A trial opens today for seven men accused in the 2002 slayings of two American teachers who worked for a massive US gold mine in Indonesia's easternmost province, a court official said.
But the suspects, all alleged Papuan separatists, insisted they would have to be dragged to court and that they had been tricked into surrendering by US intelligence officers, said their lawyer, Johnson Panjaitan.
"They feel they were lied to by the FBI," he said.
Yani Witra, a court clerk at the Central Jakarta District Court, said a judge had ordered the defendants to appear today for hearings after a two-week delay.
The attack on a convoy of Americans working for New Orleans-based Freeport-McMoRan Copper and Gold Mine in Papua initially complicated ties between Jakarta and Washington amid suspicions that Indonesian security forces were involved.
Rickey Lynn Spier, 44, of Littleton, Colorado, and Leon Edwin Burgon, 71, of Sun River, Oregon, were killed in the ambush, as was an Indonesian teacher.
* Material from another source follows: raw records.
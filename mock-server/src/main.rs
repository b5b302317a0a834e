use tokio::net::TcpListener;
use tracing_subscriber::EnvFilter;

#[tokio::main]
async fn main() -> Result<(), std::io::Error> {
    tracing_subscriber::fmt()
        .with_env_filter(EnvFilter::try_from_default_env().unwrap_or_else(|_| EnvFilter::new("info")))
        .init();

    let port = std::env::var("PORT").unwrap_or_else(|_| "3000".to_string());
    let addr = format!("127.0.0.1:{port}");
    let listener = TcpListener::bind(&addr).await?;
    tracing::info!(%addr, "mock PayWhirl API listening");
    mock_server::run(listener).await
}
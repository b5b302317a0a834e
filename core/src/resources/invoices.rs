//! Invoices and the actions that can be taken on an open invoice.

use serde_json::Value;

use crate::client::PayWhirl;
use crate::error::Result;
use crate::params::Params;
use crate::transport::Transport;

impl<T: Transport> PayWhirl<T> {
    /// `GET /invoice/{id}`
    pub fn get_invoice(&self, id: u64) -> Result<Value> {
        self.get(&format!("/invoice/{id}"), None)
    }

    /// `GET /invoices/{customer_id}`. Without `all` the service returns only
    /// upcoming invoices.
    pub fn get_invoices(&self, customer_id: u64, all: Option<bool>) -> Result<Value> {
        let mut params = Params::new();
        params.insert_opt("all", all);
        self.get(&format!("/invoices/{customer_id}"), Some(params))
    }

    /// `POST /create/invoice`
    pub fn create_invoice(&self, data: Params) -> Result<Value> {
        self.post("/create/invoice", data)
    }

    /// `DELETE /invoice/{id}`
    pub fn delete_invoice(&self, id: u64) -> Result<Value> {
        self.delete(&format!("/invoice/{id}"))
    }

    /// `POST /invoice/{id}/process`: charge the invoice now.
    pub fn process_invoice(&self, id: u64) -> Result<Value> {
        self.post(&format!("/invoice/{id}/process"), Params::new())
    }

    /// `POST /invoice/{id}/mark-as-paid`
    pub fn mark_invoice_as_paid(&self, id: u64) -> Result<Value> {
        self.post(&format!("/invoice/{id}/mark-as-paid"), Params::new())
    }

    /// `POST /invoice/{id}/add-promo`
    pub fn add_promo_code_to_invoice(&self, id: u64, promo_code: &str) -> Result<Value> {
        self.post(
            &format!("/invoice/{id}/add-promo"),
            Params::new().with("promo_code", promo_code),
        )
    }

    /// `POST /invoice/{id}/remove-promo`
    pub fn remove_promo_code_from_invoice(&self, id: u64) -> Result<Value> {
        self.post(&format!("/invoice/{id}/remove-promo"), Params::new())
    }

    /// `POST /invoice/{id}/card`: card to charge for this invoice.
    pub fn update_invoice_card(&self, id: u64, card_id: u64) -> Result<Value> {
        self.post(&format!("/invoice/{id}/card"), Params::new().with("card_id", card_id))
    }

    /// `POST /invoice/{id}/items`
    ///
    /// Each line item is an object such as `{"id": 5, "quantity": 2}`; they
    /// are sent as `line_items[0][id]=5&line_items[0][quantity]=2`.
    pub fn update_invoice_items(&self, id: u64, line_items: Vec<Value>) -> Result<Value> {
        self.post(
            &format!("/invoice/{id}/items"),
            Params::new().with("line_items", line_items),
        )
    }
}

#[cfg(test)]
mod tests {
    use serde_json::json;

    use crate::client::testing::*;
    use crate::http::HttpMethod;
    use crate::params::Params;

    #[test]
    fn invoice_reads() {
        let (client, recorder) = client();

        client.get_invoice(77).unwrap();
        assert_sent(&recorder, HttpMethod::Get, "/invoice/77", None);

        client.get_invoices(42, None).unwrap();
        assert_sent(&recorder, HttpMethod::Get, "/invoices/42", None);

        client.get_invoices(42, Some(true)).unwrap();
        assert_sent(&recorder, HttpMethod::Get, "/invoices/42?all=1", None);
    }

    #[test]
    fn invoice_create_and_delete() {
        let (client, recorder) = client();

        client
            .create_invoice(Params::new().with("customer_id", 42).with("due_date", "2026-11-01"))
            .unwrap();
        assert_sent(
            &recorder,
            HttpMethod::Post,
            "/create/invoice",
            Some("customer_id=42&due_date=2026-11-01"),
        );

        client.delete_invoice(77).unwrap();
        assert_sent(&recorder, HttpMethod::Delete, "/invoice/77", None);
    }

    #[test]
    fn invoice_actions() {
        let (client, recorder) = client();

        client.process_invoice(77).unwrap();
        assert_sent(&recorder, HttpMethod::Post, "/invoice/77/process", Some(""));

        client.mark_invoice_as_paid(77).unwrap();
        assert_sent(&recorder, HttpMethod::Post, "/invoice/77/mark-as-paid", Some(""));

        client.add_promo_code_to_invoice(77, "SPRING 10").unwrap();
        assert_sent(&recorder, HttpMethod::Post, "/invoice/77/add-promo", Some("promo_code=SPRING+10"));

        client.remove_promo_code_from_invoice(77).unwrap();
        assert_sent(&recorder, HttpMethod::Post, "/invoice/77/remove-promo", Some(""));

        client.update_invoice_card(77, 3).unwrap();
        assert_sent(&recorder, HttpMethod::Post, "/invoice/77/card", Some("card_id=3"));
    }

    #[test]
    fn invoice_items_use_bracket_notation() {
        let (client, recorder) = client();
        client
            .update_invoice_items(77, vec![json!({"id": 5, "quantity": 2}), json!({"id": 6, "quantity": 1})])
            .unwrap();
        assert_sent(
            &recorder,
            HttpMethod::Post,
            "/invoice/77/items",
            Some(
                "line_items%5B0%5D%5Bid%5D=5&line_items%5B0%5D%5Bquantity%5D=2\
                 &line_items%5B1%5D%5Bid%5D=6&line_items%5B1%5D%5Bquantity%5D=1",
            ),
        );
    }
}
//! Typed stage failure categories

use std::time::Duration;

use thiserror::Error;

/// How a stage invocation failed.
///
/// Only `Timeout` and `Infrastructure` are retryable by default; a
/// `Domain` failure is the stage reporting that its input can never
/// succeed and is retried only when the stage's policy opts in.
#[derive(Debug, Clone, PartialEq, Eq, Error)]
pub enum StageError {
    /// The invocation did not return before its deadline. The underlying
    /// work is abandoned, never interrupted; its result is never consumed.
    #[error("timed out after {}ms", .0.as_millis())]
    Timeout(Duration),

    /// The stage reported a domain failure (e.g. unreadable input media).
    /// Surfaced verbatim in the session's error summary.
    #[error("{0}")]
    Domain(String),

    /// A collaborator the stage depends on was unreachable.
    #[error("{0}")]
    Infrastructure(String),
}

impl StageError {
    /// Build a domain failure.
    pub fn domain(message: impl Into<String>) -> Self {
        StageError::Domain(message.into())
    }

    /// Build an infrastructure failure.
    pub fn infrastructure(message: impl Into<String>) -> Self {
        StageError::Infrastructure(message.into())
    }

    /// Whether this category is retried without an explicit opt-in.
    pub fn retryable_by_default(&self) -> bool {
        matches!(self, StageError::Timeout(_) | StageError::Infrastructure(_))
    }
}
Eight other employees of the mine were seriously hurt.
The seven suspects claim they turned themselves in last January after FBI agents had promised that they would be tried in the US and allowed to promote their independence struggle, Panjaitan said.
But they were instead arrested by Indonesian police and charged in the shootings, he said, adding his clients vowed to "resist all attempts to bring them to trial" in Indonesia.